The multi-institutional data consisted of 922 biopsy-confirmed invasive breast cancer patients from the Duke-Breast-Cancer-MRI dataset and 152 patients with whole-breast pre- (T0) and/or post (T3) DCE-MRI from the I-SPY2 dataset for validation. Automated fibroglandular tissue (FGT) segmentation and BPE quantification were performed on DCE-MRI. The optimal intensity enhancement threshold by volume-based method was established against four radiologist-defined BPE categories. The area under the curve (AUC) was obtained for classification of BPE categories. Cox proportional hazards models were used to predict OS and RFS. Logistic regression was used to predict pCR.

Results

Peak-contrast BPE showed strong correlation with radiologist-defined BPE, achieving the best performance at a 55% signal enhancement threshold (AUC 0.70–0.86). The calculated BPE decreased after neoadjuvant chemotherapy. A reduction in calculated BPE grade after neoadjuvant chemotherapy was predictive of pCR for the high baseline BPE group (adjusted odds ratio = 5.88 [1.03, 33.33]) and for the low baseline BPE group (adjusted odds ratio = 6.54 [1.26, 33.94]).
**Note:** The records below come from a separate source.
use std::fmt;
use std::str::FromStr;

use serde::{Deserialize, Deserializer, Serialize, Serializer};

use crate::error::TypeError;

/// Fixed-length digest identifying a ledger entry.
///
/// A `Fingerprint` is the SHA-256 hash of an entry's canonical preimage.
/// It always renders as 64 lowercase hexadecimal characters, both in
/// `Display` and on the wire.
#[derive(Clone, Copy, PartialEq, Eq, Hash, PartialOrd, Ord)]
pub struct Fingerprint([u8; 32]);

impl Fingerprint {
    /// Length of the digest in bytes.
    pub const LEN: usize = 32;

    /// Create a `Fingerprint` from a pre-computed digest.
    pub const fn from_hash(hash: [u8; 32]) -> Self {
        Self(hash)
    }

    /// The all-zero digest, used as a placeholder before hashing.
    pub const fn zero() -> Self {
        Self([0u8; 32])
    }

    /// Lowercase hex representation.
    pub fn to_hex(&self) -> String {
        hex::encode(self.0)
    }

    /// Short hex representation (first 8 characters).
    pub fn short_hex(&self) -> String {
        hex::encode(&self.0[..4])
    }

    /// Parse from a hex string.
    pub fn from_hex(s: &str) -> Result<Self, TypeError> {
        let bytes = hex::decode(s).map_err(|e| TypeError::InvalidHex(e.to_string()))?;
        if bytes.len() != Self::LEN {
            return Err(TypeError::InvalidLength {
                expected: Self::LEN,
                actual: bytes.len(),
            });
        }
        let mut arr = [0u8; 32];
        arr.copy_from_slice(&bytes);
        Ok(Self(arr))
    }
}

impl fmt::Debug for Fingerprint {
    fn fmt(&self, f: &mut fmt::Formatter<'_>) -> fmt::Result {
        write!(f, "Fingerprint({})", self.short_hex())
    }
}

impl fmt::Display for Fingerprint {
    fn fmt(&self, f: &mut fmt::Formatter<'_>) -> fmt::Result {
        f.write_str(&self.to_hex())
    }
}

impl FromStr for Fingerprint {
    type Err = TypeError;

    fn from_str(s: &str) -> Result<Self, Self::Err> {
        Self::from_hex(s)
    }
}

impl Serialize for Fingerprint {
    fn serialize<S: Serializer>(&self, serializer: S) -> Result<S::Ok, S::Error> {
        serializer.serialize_str(&self.to_hex())
    }
}

impl<'de> Deserialize<'de> for Fingerprint {
    fn deserialize<D: Deserializer<'de>>(deserializer: D) -> Result<Self, D::Error> {
        let s = String::deserialize(deserializer)?;
        Self::from_hex(&s).map_err(serde::de::Error::custom)
    }
}

/// Serde adapter for a previous-entry link: `None` travels as `""`.
pub mod link {
    use serde::{Deserialize, Deserializer, Serializer};

    use super::Fingerprint;

    pub fn serialize<S: Serializer>(
        value: &Option<Fingerprint>,
        serializer: S,
    ) -> Result<S::Ok, S::Error> {
        match value {
            Some(fp) => serializer.serialize_str(&fp.to_hex()),
            None => serializer.serialize_str(""),
        }
    }

    pub fn deserialize<'de, D: Deserializer<'de>>(
        deserializer: D,
    ) -> Result<Option<Fingerprint>, D::Error> {
        let s = String::deserialize(deserializer)?;
        if s.is_empty() {
            return Ok(None);
        }
        Fingerprint::from_hex(&s)
            .map(Some)
            .map_err(serde::de::Error::custom)
    }
}
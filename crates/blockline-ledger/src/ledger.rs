use std::sync::{RwLock, RwLockReadGuard, RwLockWriteGuard};

use blockline_types::{Entry, Fingerprint, TransactionPayload};
use serde::Serialize;

use crate::error::LedgerError;
use crate::factory::EntryFactory;
use crate::traits::{LedgerReader, LedgerWriter};
use crate::validation::EntryValidator;

/// Summary of the accepted history.
#[derive(Clone, Debug, PartialEq, Eq, Serialize)]
pub struct LedgerStatus {
    pub height: usize,
    pub latest_sequence: u64,
    pub latest_fingerprint: Fingerprint,
    pub genesis_fingerprint: Fingerprint,
}

/// The accepted, append-only entry sequence.
///
/// Every read and write goes through one `RwLock`. Write paths hold the
/// write guard across read-tail, validate and push, so two appends can
/// never both extend the same tail.
pub struct Ledger {
    factory: EntryFactory,
    inner: RwLock<LedgerState>,
}

#[derive(Default)]
struct LedgerState {
    entries: Vec<Entry>,
}

impl LedgerState {
    fn tail(&self) -> Result<&Entry, LedgerError> {
        self.entries.last().ok_or(LedgerError::EmptyLedger)
    }

    /// Longest-chain-wins: swap in `candidate` only if strictly longer.
    fn replace_if_longer(&mut self, candidate: Vec<Entry>) -> bool {
        if candidate.len() > self.entries.len() {
            self.entries = candidate;
            true
        } else {
            false
        }
    }
}

impl Ledger {
    /// An empty ledger. Call [`initialize`](Self::initialize) before use.
    pub fn new(factory: EntryFactory) -> Self {
        Self {
            factory,
            inner: RwLock::new(LedgerState::default()),
        }
    }

    /// Seed the genesis entry. Succeeds exactly once.
    pub fn initialize(&self) -> Result<Entry, LedgerError> {
        let mut state = self.write()?;
        if !state.entries.is_empty() {
            return Err(LedgerError::AlreadyInitialized);
        }
        let genesis = self.factory.create_genesis();
        state.entries.push(genesis.clone());
        Ok(genesis)
    }

    /// Returns `true` once genesis has been seeded.
    pub fn is_initialized(&self) -> Result<bool, LedgerError> {
        Ok(!self.read()?.entries.is_empty())
    }

    /// Validate every link of `candidate`, then apply the replace-if-longer
    /// rule. A corrupted sequence is refused regardless of its length.
    pub fn reconcile_verified(&self, candidate: Vec<Entry>) -> Result<bool, LedgerError> {
        EntryValidator::validate_sequence(&candidate)?;
        self.reconcile(candidate)
    }

    fn read(&self) -> Result<RwLockReadGuard<'_, LedgerState>, LedgerError> {
        self.inner.read().map_err(|_| LedgerError::LockPoisoned)
    }

    fn write(&self) -> Result<RwLockWriteGuard<'_, LedgerState>, LedgerError> {
        self.inner.write().map_err(|_| LedgerError::LockPoisoned)
    }
}

impl Default for Ledger {
    fn default() -> Self {
        Self::new(EntryFactory::default())
    }
}

impl LedgerWriter for Ledger {
    fn try_append(&self, candidate: Entry) -> Result<bool, LedgerError> {
        let mut state = self.write()?;
        let tail = state.tail()?;
        if !EntryValidator::is_valid(&candidate, tail) {
            return Ok(false);
        }
        // current + candidate is always one longer, so it always wins
        state.entries.push(candidate);
        Ok(true)
    }

    fn append(&self, payload: &TransactionPayload) -> Result<Entry, LedgerError> {
        let mut state = self.write()?;
        let tail = state.tail()?;
        let candidate = self.factory.create_from_payload(tail, payload)?;
        EntryValidator::check(&candidate, tail)?;
        state.entries.push(candidate.clone());
        Ok(candidate)
    }

    fn reconcile(&self, candidate: Vec<Entry>) -> Result<bool, LedgerError> {
        Ok(self.write()?.replace_if_longer(candidate))
    }
}

impl LedgerReader for Ledger {
    fn tail(&self) -> Result<Entry, LedgerError> {
        self.read()?.tail().cloned()
    }

    fn snapshot(&self) -> Result<Vec<Entry>, LedgerError> {
        let state = self.read()?;
        if state.entries.is_empty() {
            return Err(LedgerError::EmptyLedger);
        }
        Ok(state.entries.clone())
    }

    fn entry_at(&self, sequence_number: u64) -> Result<Entry, LedgerError> {
        let state = self.read()?;
        state
            .entries
            .iter()
            .find(|e| e.sequence_number == sequence_number)
            .cloned()
            .ok_or(LedgerError::NotFound {
                sequence: sequence_number,
            })
    }

    fn height(&self) -> Result<usize, LedgerError> {
        Ok(self.read()?.entries.len())
    }

    fn status(&self) -> Result<LedgerStatus, LedgerError> {
        let state = self.read()?;
        let (Some(genesis), Some(tail)) = (state.entries.first(), state.entries.last()) else {
            return Err(LedgerError::EmptyLedger);
        };
        Ok(LedgerStatus {
            height: state.entries.len(),
            latest_sequence: tail.sequence_number,
            latest_fingerprint: tail.fingerprint,
            genesis_fingerprint: genesis.fingerprint,
        })
    }
}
Baseline BPE was independently associated with improved OS (adjusted hazard ratio 0.58 [0.34, 0.99]) but not associated with RFS.

Conclusion

Automated quantification of BPE from DCE-MRI provides an objective and reproducible imaging biomarker associated with treatment response and overall survival in breast cancer. These results support its potential utility for individualized risk stratification and therapeutic decision-making.